The immigrant advantage
Blurb: Newly arrived Canadians often have a hard time landing their first job. Companies should take a harder look, because they can add a lot of value.

Immigration has historically been one Canada's greatest growth engines. However during recent decades many businesses have been slower to hire newly arrived Canadians. According to one professional they are making a big mistake.

"It's very hard to get into this country," said Tracey Greenberg, a trainer at Jewish Employment Montreal. "If someone does manage it, they probably have a good education, lots of experience or specialized knowledge that Canadian companies can use."

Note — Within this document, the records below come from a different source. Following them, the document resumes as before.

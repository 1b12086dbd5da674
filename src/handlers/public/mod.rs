// handlers/public/mod.rs - Public handlers (no authentication required)
//
// Token acquisition and account registration. Every input is untrusted here,
// so handlers validate all fields themselves.

pub mod auth;
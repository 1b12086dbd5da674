use serde::{Deserialize, Serialize};

use crate::database::models::{Logradouro, NewLogradouro};

/// Body of `POST /api/logradouro` and `PUT /api/logradouro/{id}`
#[derive(Debug, Clone, Deserialize)]
#[serde(rename_all = "camelCase")]
pub struct LogradouroRequest {
    pub rua_cliente: String,
    pub cliente_id: i32,
}

impl From<LogradouroRequest> for NewLogradouro {
    fn from(req: LogradouroRequest) -> Self {
        Self {
            street: req.rua_cliente,
            cliente_id: req.cliente_id,
        }
    }
}

#[derive(Debug, Clone, PartialEq, Eq, Serialize, Deserialize)]
#[serde(rename_all = "camelCase")]
pub struct LogradouroDto {
    pub id: i32,
    pub rua_cliente: String,
    pub cliente_id: i32,
}

impl From<&Logradouro> for LogradouroDto {
    fn from(l: &Logradouro) -> Self {
        Self {
            id: l.id,
            rua_cliente: l.street.clone(),
            cliente_id: l.cliente_id,
        }
    }
}
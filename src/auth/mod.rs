use chrono::{Duration, Utc};
use jsonwebtoken::{decode, encode, Algorithm, DecodingKey, EncodingKey, Header, Validation};
use serde::{Deserialize, Serialize};
use thiserror::Error;
use uuid::Uuid;

use crate::config::JwtConfig;

pub mod password;

/// Bearer token claims
#[derive(Debug, Clone, PartialEq, Eq, Serialize, Deserialize)]
pub struct Claims {
    /// Subject (user id)
    pub sub: String,
    pub email: String,
    pub iss: String,
    pub aud: String,
    pub iat: i64,
    pub exp: i64,
}

#[derive(Debug, Error)]
pub enum JwtError {
    #[error("JWT generation error: {0}")]
    TokenGeneration(String),

    #[error("Invalid JWT token: {0}")]
    InvalidToken(String),

    #[error("Invalid JWT secret")]
    InvalidSecret,
}

/// Issues and verifies HS256 bearer tokens
#[derive(Clone)]
pub struct TokenIssuer {
    encoding_key: EncodingKey,
    decoding_key: DecodingKey,
    validation: Validation,
    issuer: String,
    audience: String,
    expiry: Duration,
}

impl TokenIssuer {
    pub fn new(config: &JwtConfig) -> Result<Self, JwtError> {
        if config.key.is_empty() {
            return Err(JwtError::InvalidSecret);
        }

        let mut validation = Validation::new(Algorithm::HS256);
        validation.set_issuer(&[config.issuer.as_str()]);
        validation.set_audience(&[config.audience.as_str()]);
        validation.set_required_spec_claims(&["exp", "iss", "aud", "sub"]);

        Ok(Self {
            encoding_key: EncodingKey::from_secret(config.key.as_bytes()),
            decoding_key: DecodingKey::from_secret(config.key.as_bytes()),
            validation,
            issuer: config.issuer.clone(),
            audience: config.audience.clone(),
            expiry: Duration::seconds(config.expiry_secs),
        })
    }

    /// Token lifetime in seconds
    pub fn expires_in(&self) -> i64 {
        self.expiry.num_seconds()
    }

    pub fn claims_for(&self, user_id: Uuid, email: &str) -> Claims {
        let now = Utc::now();
        Claims {
            sub: user_id.to_string(),
            email: email.to_string(),
            iss: self.issuer.clone(),
            aud: self.audience.clone(),
            iat: now.timestamp(),
            exp: (now + self.expiry).timestamp(),
        }
    }

    /// Sign a token for the given user.
    pub fn issue(&self, user_id: Uuid, email: &str) -> Result<String, JwtError> {
        self.encode(&self.claims_for(user_id, email))
    }

    pub fn encode(&self, claims: &Claims) -> Result<String, JwtError> {
        encode(&Header::new(Algorithm::HS256), claims, &self.encoding_key)
            .map_err(|e| JwtError::TokenGeneration(e.to_string()))
    }

    /// Verify signature, expiry, issuer and audience, returning the claims.
    pub fn validate(&self, token: &str) -> Result<Claims, JwtError> {
        decode::<Claims>(token, &self.decoding_key, &self.validation)
            .map(|data| data.claims)
            .map_err(|e| JwtError::InvalidToken(e.to_string()))
    }
}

Greenberg recently founded a networking group of newly arrived Canadians, who are trying to get their foot in the door in Montreal's tough job market. Participants meet regularly to share experiences and exchange information. During the several months the group has operated, Greenberg has been consistently impressed at the talent and drive of many of the immigrants she meets. Despite this, getting a crack at Canadian experience remains a challenge for many.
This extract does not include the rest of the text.